#### WHAT TO DO:
Using the data below, gather each line that includes the word "Copy".

_ _ _ _ _

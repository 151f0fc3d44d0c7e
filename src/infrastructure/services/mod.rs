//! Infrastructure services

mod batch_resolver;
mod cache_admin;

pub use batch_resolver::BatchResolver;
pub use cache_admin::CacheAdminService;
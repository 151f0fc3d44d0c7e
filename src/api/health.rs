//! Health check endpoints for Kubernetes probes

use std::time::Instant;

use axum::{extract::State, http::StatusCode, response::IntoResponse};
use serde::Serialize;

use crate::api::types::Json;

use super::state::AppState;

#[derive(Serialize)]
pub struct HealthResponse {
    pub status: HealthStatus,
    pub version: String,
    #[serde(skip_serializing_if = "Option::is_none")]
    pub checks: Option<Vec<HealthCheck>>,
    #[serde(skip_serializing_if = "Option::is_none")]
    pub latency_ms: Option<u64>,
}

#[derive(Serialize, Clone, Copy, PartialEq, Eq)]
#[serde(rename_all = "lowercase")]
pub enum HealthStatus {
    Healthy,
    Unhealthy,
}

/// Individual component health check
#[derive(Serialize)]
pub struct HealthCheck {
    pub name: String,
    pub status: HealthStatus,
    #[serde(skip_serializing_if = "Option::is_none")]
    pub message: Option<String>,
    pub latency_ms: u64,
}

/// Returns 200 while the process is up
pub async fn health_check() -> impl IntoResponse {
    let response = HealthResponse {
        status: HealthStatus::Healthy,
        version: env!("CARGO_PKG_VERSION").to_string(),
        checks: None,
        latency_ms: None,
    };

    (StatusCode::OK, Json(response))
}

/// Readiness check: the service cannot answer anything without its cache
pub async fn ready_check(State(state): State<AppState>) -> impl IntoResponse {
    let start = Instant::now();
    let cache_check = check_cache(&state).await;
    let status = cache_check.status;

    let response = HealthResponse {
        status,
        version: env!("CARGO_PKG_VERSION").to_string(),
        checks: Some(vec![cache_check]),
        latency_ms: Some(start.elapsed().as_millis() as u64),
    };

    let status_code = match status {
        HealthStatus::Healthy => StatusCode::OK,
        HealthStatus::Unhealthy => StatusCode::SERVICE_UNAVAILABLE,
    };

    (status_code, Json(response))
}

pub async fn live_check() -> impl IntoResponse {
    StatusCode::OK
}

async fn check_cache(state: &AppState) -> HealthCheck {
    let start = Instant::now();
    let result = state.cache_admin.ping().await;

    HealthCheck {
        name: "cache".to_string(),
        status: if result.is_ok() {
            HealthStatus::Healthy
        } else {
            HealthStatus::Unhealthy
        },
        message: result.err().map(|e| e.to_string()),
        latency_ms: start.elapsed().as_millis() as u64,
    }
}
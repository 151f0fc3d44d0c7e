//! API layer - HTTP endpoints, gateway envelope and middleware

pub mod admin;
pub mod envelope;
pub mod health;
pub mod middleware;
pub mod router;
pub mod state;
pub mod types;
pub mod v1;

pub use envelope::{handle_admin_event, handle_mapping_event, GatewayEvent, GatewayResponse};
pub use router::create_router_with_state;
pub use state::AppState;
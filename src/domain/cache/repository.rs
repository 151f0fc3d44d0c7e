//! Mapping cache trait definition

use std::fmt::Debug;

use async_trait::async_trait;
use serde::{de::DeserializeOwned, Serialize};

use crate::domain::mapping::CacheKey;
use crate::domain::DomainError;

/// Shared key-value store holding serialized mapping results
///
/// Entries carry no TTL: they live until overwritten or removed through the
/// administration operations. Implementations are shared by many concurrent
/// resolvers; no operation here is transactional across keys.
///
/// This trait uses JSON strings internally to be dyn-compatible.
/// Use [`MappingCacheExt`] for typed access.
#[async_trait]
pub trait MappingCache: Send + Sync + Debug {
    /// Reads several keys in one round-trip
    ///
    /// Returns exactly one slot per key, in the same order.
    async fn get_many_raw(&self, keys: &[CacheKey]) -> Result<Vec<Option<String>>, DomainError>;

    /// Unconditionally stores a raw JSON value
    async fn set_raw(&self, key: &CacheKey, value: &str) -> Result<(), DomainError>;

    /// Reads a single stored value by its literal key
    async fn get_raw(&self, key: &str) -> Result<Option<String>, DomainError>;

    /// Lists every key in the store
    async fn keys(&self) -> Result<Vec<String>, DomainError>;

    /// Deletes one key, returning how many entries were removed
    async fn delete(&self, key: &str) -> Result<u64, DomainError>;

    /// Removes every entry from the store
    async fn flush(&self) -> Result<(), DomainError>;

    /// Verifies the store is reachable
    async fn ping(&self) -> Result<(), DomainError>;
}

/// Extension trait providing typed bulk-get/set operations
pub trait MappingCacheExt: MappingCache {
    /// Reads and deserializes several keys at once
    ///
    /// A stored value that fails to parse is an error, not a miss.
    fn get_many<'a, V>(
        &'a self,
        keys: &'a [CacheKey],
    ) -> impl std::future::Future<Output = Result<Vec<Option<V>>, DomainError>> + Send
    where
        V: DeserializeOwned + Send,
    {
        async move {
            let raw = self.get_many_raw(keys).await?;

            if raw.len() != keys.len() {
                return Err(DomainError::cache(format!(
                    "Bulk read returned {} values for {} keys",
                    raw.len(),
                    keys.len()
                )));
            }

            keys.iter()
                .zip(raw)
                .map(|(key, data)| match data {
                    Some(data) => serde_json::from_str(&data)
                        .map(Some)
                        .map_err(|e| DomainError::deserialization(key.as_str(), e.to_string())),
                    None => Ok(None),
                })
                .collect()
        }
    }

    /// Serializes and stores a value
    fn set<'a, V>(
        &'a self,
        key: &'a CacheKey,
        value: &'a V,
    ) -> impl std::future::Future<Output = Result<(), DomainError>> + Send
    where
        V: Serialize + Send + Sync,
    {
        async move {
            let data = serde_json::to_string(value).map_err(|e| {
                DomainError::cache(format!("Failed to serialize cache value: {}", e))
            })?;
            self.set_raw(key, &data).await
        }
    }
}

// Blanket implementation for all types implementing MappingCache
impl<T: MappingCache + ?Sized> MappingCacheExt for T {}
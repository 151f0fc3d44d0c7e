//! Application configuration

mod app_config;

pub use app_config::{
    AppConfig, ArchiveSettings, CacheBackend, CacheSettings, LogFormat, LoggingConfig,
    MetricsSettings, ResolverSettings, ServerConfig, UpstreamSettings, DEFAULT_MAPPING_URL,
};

_ _ _ _ _

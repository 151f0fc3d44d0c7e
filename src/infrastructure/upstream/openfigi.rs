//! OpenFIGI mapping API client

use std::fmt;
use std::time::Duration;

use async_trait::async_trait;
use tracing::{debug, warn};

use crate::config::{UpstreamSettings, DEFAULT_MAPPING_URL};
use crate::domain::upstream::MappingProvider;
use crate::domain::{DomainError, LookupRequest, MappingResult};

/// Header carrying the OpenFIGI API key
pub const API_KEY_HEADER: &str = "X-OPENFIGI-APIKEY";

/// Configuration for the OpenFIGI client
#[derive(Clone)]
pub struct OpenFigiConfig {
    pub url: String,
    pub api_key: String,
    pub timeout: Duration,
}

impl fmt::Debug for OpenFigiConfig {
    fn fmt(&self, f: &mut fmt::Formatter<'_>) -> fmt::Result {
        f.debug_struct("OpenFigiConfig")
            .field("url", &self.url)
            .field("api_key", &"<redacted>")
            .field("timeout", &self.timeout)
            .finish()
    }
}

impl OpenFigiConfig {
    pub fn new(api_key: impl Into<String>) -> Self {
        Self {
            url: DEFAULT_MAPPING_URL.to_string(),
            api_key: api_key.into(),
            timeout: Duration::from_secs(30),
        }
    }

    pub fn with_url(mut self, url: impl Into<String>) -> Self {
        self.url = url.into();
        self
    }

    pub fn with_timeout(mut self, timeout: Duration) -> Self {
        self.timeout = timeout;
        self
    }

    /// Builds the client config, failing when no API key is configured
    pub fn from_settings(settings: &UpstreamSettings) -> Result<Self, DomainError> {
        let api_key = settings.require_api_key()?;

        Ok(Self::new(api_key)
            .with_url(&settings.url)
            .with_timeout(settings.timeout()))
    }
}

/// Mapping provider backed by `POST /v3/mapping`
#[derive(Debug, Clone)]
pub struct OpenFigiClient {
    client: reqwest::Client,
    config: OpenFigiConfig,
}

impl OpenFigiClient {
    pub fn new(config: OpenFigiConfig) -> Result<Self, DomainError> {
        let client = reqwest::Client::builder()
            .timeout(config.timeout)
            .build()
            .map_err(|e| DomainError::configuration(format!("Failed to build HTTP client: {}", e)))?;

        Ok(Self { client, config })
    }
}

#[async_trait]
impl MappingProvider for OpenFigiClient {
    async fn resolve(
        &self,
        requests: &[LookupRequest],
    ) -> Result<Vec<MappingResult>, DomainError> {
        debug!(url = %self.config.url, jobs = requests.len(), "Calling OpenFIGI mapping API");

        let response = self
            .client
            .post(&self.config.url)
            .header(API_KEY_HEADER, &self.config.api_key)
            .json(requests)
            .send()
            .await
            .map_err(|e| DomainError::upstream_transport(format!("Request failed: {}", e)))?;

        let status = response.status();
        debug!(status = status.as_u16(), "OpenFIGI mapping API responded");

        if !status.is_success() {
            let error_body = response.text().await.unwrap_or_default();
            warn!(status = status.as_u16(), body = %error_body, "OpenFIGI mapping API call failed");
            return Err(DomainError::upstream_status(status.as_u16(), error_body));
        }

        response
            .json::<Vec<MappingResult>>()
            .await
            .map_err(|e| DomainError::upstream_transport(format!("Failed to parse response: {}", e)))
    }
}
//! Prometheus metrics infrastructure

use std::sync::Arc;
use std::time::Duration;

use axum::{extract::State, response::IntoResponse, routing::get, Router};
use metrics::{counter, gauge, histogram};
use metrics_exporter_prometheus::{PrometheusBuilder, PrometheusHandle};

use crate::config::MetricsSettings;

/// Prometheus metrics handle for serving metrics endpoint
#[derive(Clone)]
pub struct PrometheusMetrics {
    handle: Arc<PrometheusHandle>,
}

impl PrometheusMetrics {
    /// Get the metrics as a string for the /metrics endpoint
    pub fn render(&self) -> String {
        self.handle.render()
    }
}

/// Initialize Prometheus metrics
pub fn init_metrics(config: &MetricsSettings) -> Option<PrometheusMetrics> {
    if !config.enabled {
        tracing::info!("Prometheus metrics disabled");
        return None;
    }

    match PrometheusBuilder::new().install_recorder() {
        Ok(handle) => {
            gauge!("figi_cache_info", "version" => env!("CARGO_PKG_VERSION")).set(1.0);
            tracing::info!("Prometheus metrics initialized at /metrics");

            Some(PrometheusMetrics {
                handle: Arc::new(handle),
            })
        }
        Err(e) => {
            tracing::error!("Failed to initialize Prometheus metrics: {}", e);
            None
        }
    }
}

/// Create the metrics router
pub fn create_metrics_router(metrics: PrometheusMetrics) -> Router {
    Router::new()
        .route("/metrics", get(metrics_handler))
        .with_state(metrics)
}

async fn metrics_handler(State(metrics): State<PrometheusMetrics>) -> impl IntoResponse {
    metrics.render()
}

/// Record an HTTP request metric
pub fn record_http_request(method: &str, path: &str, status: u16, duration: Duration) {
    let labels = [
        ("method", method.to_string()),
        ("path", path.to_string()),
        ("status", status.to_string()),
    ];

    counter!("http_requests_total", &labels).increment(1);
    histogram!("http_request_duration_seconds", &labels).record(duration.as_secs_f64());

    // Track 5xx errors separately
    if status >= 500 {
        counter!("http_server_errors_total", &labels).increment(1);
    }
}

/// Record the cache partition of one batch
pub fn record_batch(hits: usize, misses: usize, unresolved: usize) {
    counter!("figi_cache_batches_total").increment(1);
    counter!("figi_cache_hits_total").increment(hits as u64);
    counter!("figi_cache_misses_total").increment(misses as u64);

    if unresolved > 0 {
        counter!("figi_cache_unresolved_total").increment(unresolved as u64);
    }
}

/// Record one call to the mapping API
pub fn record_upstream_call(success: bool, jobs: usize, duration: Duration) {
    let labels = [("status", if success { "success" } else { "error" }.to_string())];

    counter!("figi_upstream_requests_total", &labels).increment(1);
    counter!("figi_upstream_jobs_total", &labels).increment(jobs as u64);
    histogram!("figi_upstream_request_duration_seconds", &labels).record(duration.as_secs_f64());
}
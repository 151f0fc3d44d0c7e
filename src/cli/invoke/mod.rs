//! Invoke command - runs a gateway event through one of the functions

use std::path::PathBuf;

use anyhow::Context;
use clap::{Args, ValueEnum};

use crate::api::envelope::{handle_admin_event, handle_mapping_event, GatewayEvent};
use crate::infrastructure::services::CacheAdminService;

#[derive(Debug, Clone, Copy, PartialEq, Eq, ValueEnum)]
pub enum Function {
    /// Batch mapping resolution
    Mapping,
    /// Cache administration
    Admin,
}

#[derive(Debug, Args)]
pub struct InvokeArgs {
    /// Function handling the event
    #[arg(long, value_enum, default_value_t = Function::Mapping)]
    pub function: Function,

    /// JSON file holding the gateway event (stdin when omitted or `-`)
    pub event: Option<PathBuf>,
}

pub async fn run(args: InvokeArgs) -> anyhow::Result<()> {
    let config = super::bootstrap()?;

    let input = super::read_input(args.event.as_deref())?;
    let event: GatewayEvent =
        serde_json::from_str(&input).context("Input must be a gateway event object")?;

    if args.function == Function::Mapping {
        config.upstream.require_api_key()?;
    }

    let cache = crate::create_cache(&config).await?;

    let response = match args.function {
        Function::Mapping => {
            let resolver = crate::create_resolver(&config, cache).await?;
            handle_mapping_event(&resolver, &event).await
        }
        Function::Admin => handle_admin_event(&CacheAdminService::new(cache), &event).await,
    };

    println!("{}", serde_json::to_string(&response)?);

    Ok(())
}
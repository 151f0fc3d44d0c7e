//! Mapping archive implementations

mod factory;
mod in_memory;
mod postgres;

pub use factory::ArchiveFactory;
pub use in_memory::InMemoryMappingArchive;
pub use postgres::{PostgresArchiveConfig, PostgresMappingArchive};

_ _ _ _ _

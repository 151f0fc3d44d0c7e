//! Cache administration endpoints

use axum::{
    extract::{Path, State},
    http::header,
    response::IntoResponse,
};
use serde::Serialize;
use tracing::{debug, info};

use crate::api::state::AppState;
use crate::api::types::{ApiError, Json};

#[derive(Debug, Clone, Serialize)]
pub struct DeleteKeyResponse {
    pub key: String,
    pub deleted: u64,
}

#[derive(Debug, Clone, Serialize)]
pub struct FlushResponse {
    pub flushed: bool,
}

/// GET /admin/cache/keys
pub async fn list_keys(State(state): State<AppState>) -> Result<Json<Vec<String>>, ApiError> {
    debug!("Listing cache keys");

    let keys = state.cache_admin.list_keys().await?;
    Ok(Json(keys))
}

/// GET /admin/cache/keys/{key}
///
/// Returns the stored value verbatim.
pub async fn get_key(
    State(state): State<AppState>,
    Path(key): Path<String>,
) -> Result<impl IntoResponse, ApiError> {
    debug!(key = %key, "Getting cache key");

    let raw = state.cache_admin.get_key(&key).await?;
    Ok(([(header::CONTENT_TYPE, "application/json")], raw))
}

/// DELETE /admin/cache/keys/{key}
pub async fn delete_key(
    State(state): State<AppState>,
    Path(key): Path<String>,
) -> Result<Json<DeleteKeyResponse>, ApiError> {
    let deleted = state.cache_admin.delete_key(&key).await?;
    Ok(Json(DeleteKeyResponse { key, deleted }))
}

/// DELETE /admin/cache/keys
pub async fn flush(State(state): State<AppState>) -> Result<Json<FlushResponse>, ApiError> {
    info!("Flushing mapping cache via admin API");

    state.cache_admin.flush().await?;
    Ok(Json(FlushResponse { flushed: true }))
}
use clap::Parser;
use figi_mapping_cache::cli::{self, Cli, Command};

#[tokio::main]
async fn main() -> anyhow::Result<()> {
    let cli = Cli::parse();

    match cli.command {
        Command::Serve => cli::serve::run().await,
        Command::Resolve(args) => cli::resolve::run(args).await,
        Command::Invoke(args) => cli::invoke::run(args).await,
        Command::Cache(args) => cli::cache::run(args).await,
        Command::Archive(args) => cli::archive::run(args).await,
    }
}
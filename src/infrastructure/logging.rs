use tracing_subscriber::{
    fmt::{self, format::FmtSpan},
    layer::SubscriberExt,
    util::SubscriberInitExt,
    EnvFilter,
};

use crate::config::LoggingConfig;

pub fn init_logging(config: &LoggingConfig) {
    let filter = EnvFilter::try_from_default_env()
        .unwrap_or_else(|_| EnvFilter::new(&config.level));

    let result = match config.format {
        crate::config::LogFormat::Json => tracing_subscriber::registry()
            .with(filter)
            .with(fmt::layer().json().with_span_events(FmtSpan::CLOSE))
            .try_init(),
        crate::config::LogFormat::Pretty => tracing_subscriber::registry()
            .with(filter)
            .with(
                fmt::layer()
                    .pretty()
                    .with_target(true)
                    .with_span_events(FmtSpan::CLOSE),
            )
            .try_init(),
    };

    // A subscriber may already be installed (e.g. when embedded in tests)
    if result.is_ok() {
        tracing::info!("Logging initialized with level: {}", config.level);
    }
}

_ _ _ _ _

#### OUTPUT OF THE TASK:
#[derive(Serialize, Clone, Copy, PartialEq, Eq)]
#[derive(Debug, Clone, Copy, PartialEq, Eq, ValueEnum)]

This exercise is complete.